The paper will explore the implications of these developments from the perspectives of: (a) England's 3.6m (unpaid) carers of working age (57% of them women), among whom 74% of men and 60% of women provide their unpaid care alongside a paid job; and (b) domiciliary care workers / personal assistants (employed by social care providers in the private, voluntary and public sectors, by agencies or as personal assistants), the overwhelming majority of whom are women.

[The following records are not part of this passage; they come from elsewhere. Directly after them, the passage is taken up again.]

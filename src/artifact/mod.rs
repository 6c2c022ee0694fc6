//! Compiled contract artifacts.
//!
//! # Data Flow
//! ```text
//! artifacts directory (one JSON file per compiled contract)
//!     → store.rs (resolve by contract name)
//!     → ContractArtifact (name, ABI, creation bytecode)
//! ```
//!
//! # Design Decisions
//! - Artifacts use the Hardhat/solc JSON layout (`contractName`, `abi`,
//!   `bytecode`) so existing build output can be deployed as-is
//! - Resolution is by bare contract name; the store owns the directory lookup
//! - An artifact with empty bytecode (abstract contract or interface) is
//!   rejected at resolution time, before any RPC call is made

pub mod store;
pub mod types;

pub use store::ArtifactStore;
pub use types::{ArtifactError, ContractArtifact};
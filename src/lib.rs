//! Contract Deployment Runner
//!
//! A one-shot tool that deploys a compiled smart contract to an EVM chain
//! and reports the resulting address.
//!
//! # Data Flow
//! ```text
//! artifacts/<Name>.json ──▶ artifact (resolve factory by name)
//!                               │
//! DEPLOYER_PRIVATE_KEY  ──▶ blockchain::wallet (key loading, signing)
//! config file / CLI     ──▶ blockchain::client (RPC with timeouts)
//!                               │
//!                               ▼
//!                           deploy::backend (build, sign, broadcast)
//!                               │
//!                               ▼
//!                           deploy::runner (resolve → submit → confirm
//!                                           → "<name> deployed to: <addr>")
//! ```

pub mod artifact;
pub mod blockchain;
pub mod config;
pub mod deploy;
pub mod observability;

pub use artifact::ArtifactStore;
pub use blockchain::{DeployClient, Wallet};
pub use config::DeployerConfig;
pub use deploy::{run_deployment, DeployBackend, DeployError, RpcBackend};
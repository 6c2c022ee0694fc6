//! The collaborator seam: factory resolution, broadcast, confirmation.
//!
//! # Responsibilities
//! - Build the creation transaction with proper gas bounds
//! - Sign locally and broadcast exactly once
//! - Poll the receipt until the configured confirmation depth

use std::future::Future;
use std::time::Duration;

use alloy::network::TransactionBuilder;
use alloy::rpc::types::TransactionRequest;
use tokio::time::{interval, timeout};

use crate::artifact::ArtifactStore;
use crate::blockchain::{ChainError, DeployClient, Wallet};
use crate::config::DeploymentConfig;
use crate::deploy::types::{
    ContractFactory, DeployError, DeployResult, DeployedContract, PendingDeployment,
};

/// The three collaborator operations of a deployment, in call order.
///
/// The runner is generic over this trait; tests drive it with a mock while
/// `RpcBackend` is the real thing.
pub trait DeployBackend {
    /// Resolve a deployable factory handle for a named contract.
    fn factory(&self, name: &str) -> impl Future<Output = DeployResult<ContractFactory>> + Send;

    /// Sign and broadcast the creation transaction. Called exactly once per
    /// run; implementations must not retry a failed broadcast.
    fn submit(
        &self,
        factory: &ContractFactory,
    ) -> impl Future<Output = DeployResult<PendingDeployment>> + Send;

    /// Suspend until the deployment is confirmed, yielding the finalized
    /// instance handle.
    fn confirm(
        &self,
        pending: &PendingDeployment,
    ) -> impl Future<Output = DeployResult<DeployedContract>> + Send;
}

/// Deployment backend over a JSON-RPC node.
#[derive(Debug)]
pub struct RpcBackend {
    store: ArtifactStore,
    client: DeployClient,
    wallet: Wallet,
    config: DeploymentConfig,
}

impl RpcBackend {
    pub fn new(
        store: ArtifactStore,
        client: DeployClient,
        wallet: Wallet,
        config: DeploymentConfig,
    ) -> Self {
        Self {
            store,
            client,
            wallet,
            config,
        }
    }

    /// Quote the gas price, enforce the configured ceiling, and apply the
    /// safety multiplier.
    async fn gas_price(&self) -> DeployResult<u128> {
        let quoted = self.client.get_gas_price().await?;
        let quoted_gwei = quoted / 1_000_000_000;

        if quoted_gwei > self.config.max_gas_price_gwei as u128 {
            return Err(ChainError::GasPriceTooHigh {
                current_gwei: quoted_gwei as u64,
                max_gwei: self.config.max_gas_price_gwei,
            }
            .into());
        }

        Ok((quoted as f64 * self.config.gas_price_multiplier) as u128)
    }
}

impl DeployBackend for RpcBackend {
    async fn factory(&self, name: &str) -> DeployResult<ContractFactory> {
        let artifact = self.store.resolve(name)?;
        Ok(ContractFactory::new(artifact, self.wallet.address()))
    }

    async fn submit(&self, factory: &ContractFactory) -> DeployResult<PendingDeployment> {
        let deployer = factory.deployer();

        let nonce = self.client.get_transaction_count(deployer).await?;
        let balance = self.client.get_balance(deployer).await?;
        tracing::info!(
            deployer = %deployer,
            nonce = nonce,
            balance_wei = %balance,
            "Preparing deployment transaction"
        );

        let gas_price = self.gas_price().await?;

        let tx = TransactionRequest::default()
            .with_deploy_code(factory.bytecode().clone())
            .with_nonce(nonce)
            .with_chain_id(self.wallet.chain_id())
            .with_gas_price(gas_price);

        let gas_limit = self.client.estimate_gas(tx.clone()).await?;
        let tx = tx.with_gas_limit(gas_limit);

        let envelope = tx
            .build(&self.wallet.network_wallet())
            .await
            .map_err(|e| ChainError::Wallet(format!("Failed to sign deployment: {}", e)))?;

        use alloy::eips::eip2718::Encodable2718;
        let tx_hash = self
            .client
            .send_raw_transaction(&envelope.encoded_2718())
            .await?;

        tracing::info!(
            contract = factory.contract_name(),
            tx_hash = %tx_hash,
            gas_limit = gas_limit,
            gas_price_wei = gas_price,
            "Deployment transaction broadcast"
        );

        Ok(PendingDeployment {
            contract_name: factory.contract_name().to_owned(),
            tx_hash,
            nonce,
        })
    }

    async fn confirm(&self, pending: &PendingDeployment) -> DeployResult<DeployedContract> {
        let required = self.config.confirmation_blocks;
        let wait = Duration::from_secs(self.config.confirmation_timeout_secs);
        let poll = Duration::from_secs(self.config.poll_interval_secs);
        let tx_hash = pending.tx_hash;

        let result = timeout(wait, async {
            let mut ticker = interval(poll);

            loop {
                ticker.tick().await;

                let receipt = match self.client.get_transaction_receipt(tx_hash).await? {
                    Some(r) => r,
                    None => {
                        tracing::debug!(tx_hash = %tx_hash, "Deployment pending");
                        continue;
                    }
                };

                if !receipt.status() {
                    return Err(ChainError::Reverted(format!(
                        "creation transaction {} reverted",
                        tx_hash
                    ))
                    .into());
                }

                let current_block = self.client.get_block_number().await?;
                let tx_block = receipt.block_number.unwrap_or(current_block);
                let confirmations = (current_block.saturating_sub(tx_block) + 1) as u32;

                if confirmations >= required {
                    let address = receipt
                        .contract_address
                        .ok_or(DeployError::MissingContractAddress { tx_hash })?;

                    return Ok(DeployedContract {
                        contract_name: pending.contract_name.clone(),
                        address,
                        tx_hash,
                        block_number: tx_block,
                    });
                }

                tracing::debug!(
                    tx_hash = %tx_hash,
                    confirmations = confirmations,
                    required = required,
                    "Waiting for confirmations"
                );
            }
        })
        .await;

        match result {
            Ok(outcome) => outcome,
            Err(_) => Err(ChainError::ConfirmationTimeout {
                waited_secs: self.config.confirmation_timeout_secs,
            }
            .into()),
        }
    }
}
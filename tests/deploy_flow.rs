//! End-to-end tests for the deployment flow.
//!
//! The chain collaborator is driven through the `DeployBackend` seam: a
//! scripted backend stands in for the JSON-RPC node, which lets these tests
//! assert the operator-visible contract (report line, error propagation,
//! exactly-one submission) without a running node. The factory stage is also
//! exercised through the real `RpcBackend` against an artifacts directory
//! on disk.

use std::future::Future;
use std::sync::atomic::{AtomicU32, Ordering};

use alloy::primitives::{Address, TxHash};

use contract_deployer::artifact::{ArtifactError, ArtifactStore, ContractArtifact};
use contract_deployer::blockchain::{ChainError, DeployClient, Wallet};
use contract_deployer::config::{DeploymentConfig, RpcConfig};
use contract_deployer::deploy::{
    run_deployment, ContractFactory, DeployBackend, DeployError, DeployResult, DeployedContract,
    PendingDeployment, RpcBackend,
};

// Anvil's first account; well-known test key, holds nothing anywhere real.
const TEST_PRIVATE_KEY: &str = "ac0974bec39a17e36ba4a6b4d238ff944bacb478cbed5efcae784d7bf4f2ff80";

const ARTIFACT_JSON: &str = r#"{
    "contractName": "MetaTransactionNetwork",
    "abi": [{"type": "function", "name": "executeMetaTransaction", "inputs": []}],
    "bytecode": "0x608060405234801561001057600080fd5b50"
}"#;

/// Scripted collaborator: succeeds at every stage unless told otherwise,
/// and counts every call.
#[derive(Default)]
struct ScriptedBackend {
    fail_factory: bool,
    fail_confirm_with_timeout: bool,
    factory_calls: AtomicU32,
    submit_calls: AtomicU32,
    confirm_calls: AtomicU32,
}

impl DeployBackend for ScriptedBackend {
    fn factory(&self, name: &str) -> impl Future<Output = DeployResult<ContractFactory>> + Send {
        self.factory_calls.fetch_add(1, Ordering::SeqCst);
        let result = if self.fail_factory {
            Err(ArtifactError::NotFound {
                name: name.into(),
                search_dir: "artifacts".into(),
            }
            .into())
        } else {
            let artifact: ContractArtifact = serde_json::from_str(ARTIFACT_JSON).unwrap();
            Ok(ContractFactory::new(artifact, Address::repeat_byte(0x11)))
        };
        async move { result }
    }

    fn submit(
        &self,
        factory: &ContractFactory,
    ) -> impl Future<Output = DeployResult<PendingDeployment>> + Send {
        self.submit_calls.fetch_add(1, Ordering::SeqCst);
        let pending = PendingDeployment {
            contract_name: factory.contract_name().to_owned(),
            tx_hash: TxHash::repeat_byte(0x5a),
            nonce: 3,
        };
        async move { Ok(pending) }
    }

    fn confirm(
        &self,
        pending: &PendingDeployment,
    ) -> impl Future<Output = DeployResult<DeployedContract>> + Send {
        self.confirm_calls.fetch_add(1, Ordering::SeqCst);
        let result = if self.fail_confirm_with_timeout {
            Err(ChainError::ConfirmationTimeout { waited_secs: 120 }.into())
        } else {
            Ok(DeployedContract {
                contract_name: pending.contract_name.clone(),
                address: "0xabc1230000000000000000000000000000000000"
                    .parse()
                    .unwrap(),
                tx_hash: pending.tx_hash,
                block_number: 42,
            })
        };
        async move { result }
    }
}

#[tokio::test]
async fn successful_deployment_reports_address() {
    let backend = ScriptedBackend::default();
    let mut out = Vec::new();

    let deployed = run_deployment(&backend, "MetaTransactionNetwork", &mut out)
        .await
        .expect("deployment should succeed");

    let text = String::from_utf8(out).unwrap();
    assert!(text.starts_with("MetaTransactionNetwork deployed to: "));

    let address = text
        .trim_end()
        .strip_prefix("MetaTransactionNetwork deployed to: ")
        .unwrap();
    assert!(!address.is_empty());
    assert_eq!(address, deployed.address.to_string());

    // One line only, and one call per stage
    assert_eq!(text.lines().count(), 1);
    assert_eq!(backend.factory_calls.load(Ordering::SeqCst), 1);
    assert_eq!(backend.submit_calls.load(Ordering::SeqCst), 1);
    assert_eq!(backend.confirm_calls.load(Ordering::SeqCst), 1);
}

#[tokio::test]
async fn factory_lookup_failure_writes_no_report() {
    let backend = ScriptedBackend {
        fail_factory: true,
        ..Default::default()
    };
    let mut out = Vec::new();

    let err = run_deployment(&backend, "MetaTransactionNetwork", &mut out)
        .await
        .unwrap_err();

    assert!(matches!(err, DeployError::Artifact(_)));
    assert!(out.is_empty(), "no success line may be written on failure");
    // Factory lookup failed, so nothing was ever submitted
    assert_eq!(backend.factory_calls.load(Ordering::SeqCst), 1);
    assert_eq!(backend.submit_calls.load(Ordering::SeqCst), 0);
}

#[tokio::test]
async fn confirmation_timeout_writes_no_report() {
    let backend = ScriptedBackend {
        fail_confirm_with_timeout: true,
        ..Default::default()
    };
    let mut out = Vec::new();

    let err = run_deployment(&backend, "MetaTransactionNetwork", &mut out)
        .await
        .unwrap_err();

    assert!(matches!(
        err,
        DeployError::Chain(ChainError::ConfirmationTimeout { .. })
    ));
    assert!(out.is_empty());
    // The submission still happened exactly once
    assert_eq!(backend.submit_calls.load(Ordering::SeqCst), 1);
}

fn rpc_backend_with_artifacts(dir: &std::path::Path) -> RpcBackend {
    let client = DeployClient::new(RpcConfig::default()).unwrap();
    let wallet = Wallet::from_private_key(TEST_PRIVATE_KEY, 31337).unwrap();
    RpcBackend::new(
        ArtifactStore::new(dir),
        client,
        wallet,
        DeploymentConfig::default(),
    )
}

#[tokio::test]
async fn rpc_backend_resolves_factory_from_disk() {
    let tmp = tempfile::tempdir().unwrap();
    std::fs::write(tmp.path().join("MetaTransactionNetwork.json"), ARTIFACT_JSON).unwrap();

    let backend = rpc_backend_with_artifacts(tmp.path());
    let factory = backend.factory("MetaTransactionNetwork").await.unwrap();

    assert_eq!(factory.contract_name(), "MetaTransactionNetwork");
    assert!(!factory.bytecode().is_empty());
    assert_eq!(
        factory.deployer().to_string().to_lowercase(),
        "0xf39fd6e51aad88f6f4ce6ab8827279cfffb92266"
    );
}

#[tokio::test]
async fn rpc_backend_reports_missing_artifact() {
    let tmp = tempfile::tempdir().unwrap();

    let backend = rpc_backend_with_artifacts(tmp.path());
    let err = backend.factory("MetaTransactionNetwork").await.unwrap_err();

    assert!(matches!(
        err,
        DeployError::Artifact(ArtifactError::NotFound { .. })
    ));
    assert!(err.to_string().contains("MetaTransactionNetwork.json"));
}
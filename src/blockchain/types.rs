//! Chain-specific types and error definitions.

use thiserror::Error;

// Re-export RpcConfig from the config module to avoid duplication
pub use crate::config::schema::RpcConfig;

/// Chain ID type for strong typing.
#[derive(Debug, Clone, Copy, PartialEq, Eq, Hash)]
pub struct ChainId(pub u64);

impl From<u64> for ChainId {
    fn from(id: u64) -> Self {
        Self(id)
    }
}

impl From<ChainId> for u64 {
    fn from(id: ChainId) -> Self {
        id.0
    }
}

/// Errors that can occur while talking to the chain.
#[derive(Debug, Error)]
pub enum ChainError {
    /// RPC connection or request failed.
    #[error("RPC error: {0}")]
    Rpc(String),

    /// RPC request timed out.
    #[error("RPC timeout after {0} seconds")]
    Timeout(u64),

    /// Deployment was not confirmed within the configured window.
    #[error("deployment not confirmed after {waited_secs} seconds")]
    ConfirmationTimeout { waited_secs: u64 },

    /// Deployment transaction was reverted on-chain.
    #[error("deployment transaction reverted: {0}")]
    Reverted(String),

    /// Invalid private key format or signing failure.
    #[error("wallet error: {0}")]
    Wallet(String),

    /// Gas price exceeded maximum allowed.
    #[error("gas price {current_gwei} gwei exceeds maximum {max_gwei} gwei")]
    GasPriceTooHigh { current_gwei: u64, max_gwei: u64 },

    /// Connected node reports a different chain than configured.
    #[error("chain ID mismatch: expected {expected}, got {actual}")]
    ChainMismatch { expected: u64, actual: u64 },
}

/// Result type for chain operations.
pub type ChainResult<T> = Result<T, ChainError>;

#[cfg(test)]
mod tests {
    use super::*;

    #[test]
    fn chain_id_conversion() {
        let chain_id = ChainId::from(1u64);
        assert_eq!(chain_id.0, 1);
        assert_eq!(u64::from(chain_id), 1);
    }

    #[test]
    fn error_display() {
        let err = ChainError::Timeout(10);
        assert_eq!(err.to_string(), "RPC timeout after 10 seconds");

        let err = ChainError::GasPriceTooHigh {
            current_gwei: 600,
            max_gwei: 500,
        };
        assert!(err.to_string().contains("600"));

        let err = ChainError::ChainMismatch {
            expected: 1,
            actual: 31337,
        };
        assert!(err.to_string().contains("expected 1"));
    }
}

Using a range of sources - the 2001 Census (data about carers and care workers, already extensively analysed by the CIRCLE team, University of Leeds, 2005-08); the Carers, Employment and Services study (completed by the Leeds team in 2007, including a survey of 1,909 unpaid carers); and the GELLM study of domiciliary care providers (part of the Gender and Employment in Local Labour Markets research programme, 2003-6) - the paper will examine the characteristics of these different providers of care to older people at home, their different roles and working conditions, and will discuss the ways in which emerging policy on the provision of care and support to older people in England will affect both their own situation and their caring relationships with the older people they support.
Policy developments since 2000 (when legislation extended Direct Payments schemes to older people) will be considered, and will include: the 2004 Carers (Equal Opportunities) Act, the 2008 national carers' strategy Carers at the Heart of 21st Century Families and Communities, and the range of social care reforms introduced in 2007-9 as part of the Social Care Reform agenda in England.